▸ **Exercise description**
Every entry below must be reproduced exactly.
*** Opening Extracted entries ***
/*
 * Copyright (c) 2024. Govcraft
 *
 * Licensed under either of
 *   * Apache License, Version 2.0 (the "License");
 *     you may not use this file except in compliance with the License.
 *     You may obtain a copy of the License at http://www.apache.org/licenses/LICENSE-2.0
 *   * MIT license: http://opensource.org/licenses/MIT
 *
 * Unless required by applicable law or agreed to in writing, software
 * distributed under the License is distributed on an "AS IS" BASIS,
 * WITHOUT WARRANTIES OR CONDITIONS OF ANY KIND, either express or implied.
 * See the applicable License for the specific language governing permissions and
 * limitations under that License.
 */
#![allow(dead_code)]

use std::sync::Once;
use std::time::{Duration, Instant};

use tracing::Level;
use tracing_appender::rolling::{RollingFileAppender, Rotation};
use tracing_subscriber::fmt::format::FmtSpan;
use tracing_subscriber::{EnvFilter, FmtSubscriber};

pub mod messages;

// Ensures tracing initialization happens only once across all tests.
static INIT: Once = Once::new();

/// Initializes the global tracing subscriber for tests.
///
/// Logs go to `logs/postline_tests.txt` through a non-blocking writer so
/// socket tests are not slowed down by terminal output.
pub fn initialize_tracing() {
    INIT.call_once(|| {
        std::fs::create_dir_all("logs").expect("could not create logs dir");

        let file_appender =
            RollingFileAppender::new(Rotation::NEVER, "logs", "postline_tests.txt");
        let (non_blocking, guard) = tracing_appender::non_blocking(file_appender);
        // Leak the guard so the non-blocking writer lives until process exit
        Box::leak(Box::new(guard));

        let filter = EnvFilter::new("trace")
            .add_directive("postline::common::dispatcher=trace".parse().unwrap())
            .add_directive("postline::common::tcpip=debug".parse().unwrap())
            .add_directive("dispatcher_tests=trace".parse().unwrap())
            .add_directive("tcpip_tests=trace".parse().unwrap())
            .add_directive("tokio=info".parse().unwrap())
            .add_directive(tracing_subscriber::filter::LevelFilter::TRACE.into());

        let subscriber = FmtSubscriber::builder()
            .with_span_events(FmtSpan::NONE)
            .with_max_level(Level::TRACE)
            .compact()
            .with_line_number(true)
            .without_time()
            .with_target(true)
            .with_env_filter(filter)
            .with_writer(non_blocking)
            .finish();

        tracing::subscriber::set_global_default(subscriber)
            .expect("setting default subscriber failed");
    });
}

/// Calls `tick` until `done` holds or `timeout` passes. Returns whether `done` held.
pub async fn pump_until(
    timeout: Duration,
    mut tick: impl FnMut(),
    mut done: impl FnMut() -> bool,
) -> bool {
    let deadline = Instant::now() + timeout;
    while Instant::now() < deadline {
        tick();
        if done() {
            return true;
        }
        tokio::time::sleep(Duration::from_millis(5)).await;
    }
    done()
}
*** Closing Extracted entries ***
▸ **Output for this exercise**
/*
 * Copyright (c) 2024. Govcraft
 *
 * Licensed under either of
 *   * Apache License, Version 2.0 (the "License");
 *     you may not use this file except in compliance with the License.
 *     You may obtain a copy of the License at http://www.apache.org/licenses/LICENSE-2.0
 *   * MIT license: http://opensource.org/licenses/MIT
 *
 * Unless required by applicable law or agreed to in writing, software
 * distributed under the License is distributed on an "AS IS" BASIS,
 * WITHOUT WARRANTIES OR CONDITIONS OF ANY KIND, either express or implied.
 * See the applicable License for the specific language governing permissions and
 * limitations under that License.
 */
#![allow(dead_code)]

use std::sync::Once;
use std::time::{Duration, Instant};

use tracing::Level;
use tracing_appender::rolling::{RollingFileAppender, Rotation};
use tracing_subscriber::fmt::format::FmtSpan;
use tracing_subscriber::{EnvFilter, FmtSubscriber};

pub mod messages;

// Ensures tracing initialization happens only once across all tests.
static INIT: Once = Once::new();

/// Initializes the global tracing subscriber for tests.
///
/// Logs go to `logs/postline_tests.txt` through a non-blocking writer so
/// socket tests are not slowed down by terminal output.
pub fn initialize_tracing() {
    INIT.call_once(|| {
        std::fs::create_dir_all("logs").expect("could not create logs dir");

        let file_appender =
            RollingFileAppender::new(Rotation::NEVER, "logs", "postline_tests.txt");
        let (non_blocking, guard) = tracing_appender::non_blocking(file_appender);
        // Leak the guard so the non-blocking writer lives until process exit
        Box::leak(Box::new(guard));

        let filter = EnvFilter::new("trace")
            .add_directive("postline::common::dispatcher=trace".parse().unwrap())
            .add_directive("postline::common::tcpip=debug".parse().unwrap())
            .add_directive("dispatcher_tests=trace".parse().unwrap())
            .add_directive("tcpip_tests=trace".parse().unwrap())
            .add_directive("tokio=info".parse().unwrap())
            .add_directive(tracing_subscriber::filter::LevelFilter::TRACE.into());

        let subscriber = FmtSubscriber::builder()
            .with_span_events(FmtSpan::NONE)
            .with_max_level(Level::TRACE)
            .compact()
            .with_line_number(true)
            .without_time()
            .with_target(true)
            .with_env_filter(filter)
            .with_writer(non_blocking)
            .finish();

        tracing::subscriber::set_global_default(subscriber)
            .expect("setting default subscriber failed");
    });
}

/// Calls `tick` until `done` holds or `timeout` passes. Returns whether `done` held.
pub async fn pump_until(
    timeout: Duration,
    mut tick: impl FnMut(),
    mut done: impl FnMut() -> bool,
) -> bool {
    let deadline = Instant::now() + timeout;
    while Instant::now() < deadline {
        tick();
        if done() {
            return true;
        }
        tokio::time::sleep(Duration::from_millis(5)).await;
    }
    done()
}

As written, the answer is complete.